"Morris Lessmore loved words. He loved stories. He loved books. His life was a book of his own writing, one orderly page after another..."
So begins The Fantastic Flying Books of Mr. Morris Lessmore by William Joyce, an interactive digital narrative based on the award-winning animated short film of the same name.
Created by Moonbot Studios the app "blurs the line between picture books and animated film" and adds further fuel to the ongoing debate of what constitutes a book, for the app is not based on a book and has yet to be "in print" (a picture book version is in development).

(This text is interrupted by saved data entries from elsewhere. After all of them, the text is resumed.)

//! Header -> key resolution -> signature -> claims validation.
//!
//! Stages run in a fixed order and the first failure aborts the whole
//! pipeline; no information about later stages is disclosed. Signature
//! verification uses `jsonwebtoken::crypto::verify`, the crate's low-level
//! raw-bytes verify entry point, so the pipeline checks the exact
//! `signing_input`/`signature_bytes` pair produced by the parser instead of
//! re-deriving or re-serializing anything that was signed.

use std::collections::HashSet;

use chrono::{TimeZone, Utc};
use jsonwebtoken::Algorithm;
use serde_json::Value;
use tracing::instrument;

use crate::claims::{claim_to_string_set, AccessTokenContent, DecodedJwt};
use crate::config::IssuerConfig;
use crate::error::{EventType, SecurityEventCounter, ValidationError};
use crate::monitor::{MeasurementType, ValidatorMonitor};

fn fail(kind: EventType, message: &str) -> ValidationError {
    ValidationError::new(kind, message)
}

/// Runs the header/key/signature/claims stages against a matching
/// [`IssuerConfig`] and assembles an [`AccessTokenContent`] on success.
pub struct ValidationPipeline {
    counter: std::sync::Arc<SecurityEventCounter>,
}

impl ValidationPipeline {
    #[must_use]
    pub fn new(counter: std::sync::Arc<SecurityEventCounter>) -> Self {
        Self { counter }
    }

    #[instrument(skip(self, decoded, issuer, monitor), fields(issuer = %issuer.issuer_identifier))]
    pub fn validate(
        &self,
        decoded: &DecodedJwt,
        issuer: &IssuerConfig,
        monitor: &ValidatorMonitor,
    ) -> Result<AccessTokenContent, ValidationError> {
        let result = self.validate_inner(decoded, issuer, monitor);
        match &result {
            Ok(_) => self.counter.increment(EventType::TokenValidated),
            Err(err) => self.counter.increment(err.kind),
        }
        result
    }

    fn validate_inner(
        &self,
        decoded: &DecodedJwt,
        issuer: &IssuerConfig,
        monitor: &ValidatorMonitor,
    ) -> Result<AccessTokenContent, ValidationError> {
        let header_ticker = monitor.start(MeasurementType::HeaderValidation);
        self.validate_header(decoded, issuer)?;
        header_ticker.stop_and_record();

        let key_ticker = monitor.start(MeasurementType::KeyResolution);
        let key = issuer
            .key_resolver
            .resolve(decoded.header.kid.as_deref(), &decoded.header.alg)
            .map_err(|err| match err {
                crate::keys::ResolutionError::KeyNotFound => {
                    fail(EventType::KeyNotFound, "no verification key for token")
                }
                crate::keys::ResolutionError::ResolutionFailed(_) => {
                    fail(EventType::KeyResolutionFailed, "key resolution failed")
                }
            })?;
        key_ticker.stop_and_record();

        let sig_ticker = monitor.start(MeasurementType::SignatureValidation);
        self.verify_signature(decoded, key.algorithm(), key.decoding_key())?;
        sig_ticker.stop_and_record();

        let claims_ticker = monitor.start(MeasurementType::ClaimsValidation);
        let content = self.validate_claims(decoded, issuer)?;
        claims_ticker.stop_and_record();

        Ok(content)
    }

    fn validate_header(&self, decoded: &DecodedJwt, issuer: &IssuerConfig) -> Result<(), ValidationError> {
        let alg = decoded.header.alg.as_str();

        // Unconditional: a whitelist that happens to contain "none" must
        // never resurrect it.
        if alg.eq_ignore_ascii_case("none") {
            return Err(fail(EventType::AlgorithmNoneRejected, "alg \"none\" is never accepted"));
        }

        if !issuer.supported_algorithms.contains(alg) {
            return Err(fail(EventType::AlgorithmNotAllowed, "alg is not in the issuer's whitelist"));
        }

        if let Some(typ) = &decoded.header.typ {
            if !(typ.eq_ignore_ascii_case("JWT") || typ.eq_ignore_ascii_case("at+jwt")) {
                return Err(fail(EventType::UnsupportedTokenType, "unsupported typ header"));
            }
        }

        Ok(())
    }

    fn verify_signature(
        &self,
        decoded: &DecodedJwt,
        algorithm: Algorithm,
        key: &jsonwebtoken::DecodingKey,
    ) -> Result<(), ValidationError> {
        if decoded.signature_bytes.is_empty() {
            return Err(fail(EventType::SignatureInvalid, "signature is empty"));
        }

        let signature_b64 = base64::Engine::encode(
            &base64::engine::general_purpose::URL_SAFE_NO_PAD,
            &decoded.signature_bytes,
        );

        let valid = jsonwebtoken::crypto::verify(&signature_b64, &decoded.signing_input, key, algorithm)
            .map_err(|_| fail(EventType::SignatureInvalid, "signature verification failed"))?;

        if valid {
            Ok(())
        } else {
            Err(fail(EventType::SignatureInvalid, "signature does not match"))
        }
    }

    fn validate_claims(
        &self,
        decoded: &DecodedJwt,
        issuer: &IssuerConfig,
    ) -> Result<AccessTokenContent, ValidationError> {
        let payload = &decoded.payload;
        let now = Utc::now().timestamp();
        let skew = i64::try_from(issuer.clock_skew.as_secs()).unwrap_or(i64::MAX);

        let iss = payload
            .get("iss")
            .and_then(Value::as_str)
            .ok_or_else(|| fail(EventType::IssuerMismatch, "iss claim missing"))?;
        if iss != issuer.issuer_identifier {
            return Err(fail(EventType::IssuerMismatch, "iss does not match issuer configuration"));
        }

        let exp = numeric_date(payload, "exp")
            .ok_or_else(|| fail(EventType::TokenExpired, "exp claim missing"))?;
        if now >= exp + skew {
            return Err(fail(EventType::TokenExpired, "token has expired"));
        }

        if let Some(nbf) = numeric_date(payload, "nbf") {
            if now + skew < nbf {
                return Err(fail(EventType::TokenNotYetValid, "token not yet valid"));
            }
        }

        if let Some(iat) = numeric_date(payload, "iat") {
            if iat > now + skew {
                return Err(fail(EventType::TokenIssuedInFuture, "iat is too far in the future"));
            }
        }

        if !issuer.expected_audience.is_empty() {
            let aud = audience_set(payload.get("aud"));
            if aud.is_disjoint(&issuer.expected_audience) {
                return Err(fail(EventType::AudienceMismatch, "aud does not intersect expected audience"));
            }
        }

        let azp = payload.get("azp").and_then(Value::as_str);
        if let Some(expected_client_id) = &issuer.expected_client_id {
            match azp {
                Some(azp) if azp == expected_client_id => {}
                Some(_) => {
                    return Err(fail(EventType::AuthorizedPartyMismatch, "azp does not match expected client id"))
                }
                None => {
                    return Err(fail(EventType::AuthorizedPartyMissing, "azp missing but required"))
                }
            }
        }

        let sub = payload
            .get("sub")
            .and_then(Value::as_str)
            .ok_or_else(|| fail(EventType::SubjectMissing, "sub claim missing"))?
            .to_string();

        let audience = audience_set(payload.get("aud"));
        let scopes = claim_to_string_set(payload.get("scope").or_else(|| payload.get("scp")));
        let roles = claim_to_string_set(payload.get("roles"));
        let groups = claim_to_string_set(payload.get("groups"));

        let expiration = Utc
            .timestamp_opt(exp, 0)
            .single()
            .ok_or_else(|| fail(EventType::TokenExpired, "exp out of range"))?;
        let not_before = numeric_date(payload, "nbf").and_then(|v| Utc.timestamp_opt(v, 0).single());
        let issued_at = numeric_date(payload, "iat").and_then(|v| Utc.timestamp_opt(v, 0).single());

        Ok(AccessTokenContent::new(
            decoded.raw.clone(),
            iss.to_string(),
            sub,
            audience,
            scopes,
            roles,
            groups,
            expiration,
            not_before,
            issued_at,
            payload.clone(),
        ))
    }
}

/// Reads a NumericDate claim (RFC 7519 §2): integer or fractional seconds
/// since the epoch, with fractional seconds truncated.
fn numeric_date(payload: &serde_json::Map<String, Value>, key: &str) -> Option<i64> {
    match payload.get(key)? {
        Value::Number(n) => {
            if let Some(i) = n.as_i64() {
                Some(i)
            } else {
                n.as_f64().map(|f| f.trunc() as i64)
            }
        }
        _ => None,
    }
}

/// `aud` may be a single string or an array of strings.
fn audience_set(value: Option<&Value>) -> HashSet<String> {
    claim_to_string_set_from_aud(value)
}

fn claim_to_string_set_from_aud(value: Option<&Value>) -> HashSet<String> {
    match value {
        Some(Value::String(s)) => HashSet::from([s.clone()]),
        Some(Value::Array(items)) => items.iter().filter_map(|v| v.as_str()).map(str::to_owned).collect(),
        _ => HashSet::new(),
    }
}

Each of the 27 screens offers the viewer a chance to interact with Morris. From the opening "Wizard of Oz"- like tornado scene where you can facilitate the speed of Morris tumbling through the storm, to the screen where you help Morris repair some books, the narrative remains dependent on your involvement.
The options available allow you to "read" the app with or without text, narration or the accompanying musical soundtrack.
Each "reading" of the story will be unique, since much is based on the reader's movements on the touch screen. The creators call it the "reinvention of digital storytelling."
Though the technology might be to new to be "reinvented" it is not hard to see how this just might be the future of digital storytelling.
Here is how the publisher frames it:
Moonbot creates big imaginative stories. More often than not these stories lend themselves to be presented in the form of books. What is a book? You may ask. Well, there once was a time when words and images were printed on a material called paper. This, almost lost, art form will always be protected by the stories we create here. Sometimes these stories will also be distributed in the form of interactive Apps for mobile devices. It just so happens that our first book will be distributed in this way.
The Fantastic Flying Books Of Morris Lessmore iPad App Teaser from Moonbot Studios on Vimeo.
The app costs $4.99 and is available in the iTunes store
Website, and was recently reviewed by Bob Tedeschi in the NYT: For the iPad, Books That Respond to a Child’s Touch
(Via Book Patrol.)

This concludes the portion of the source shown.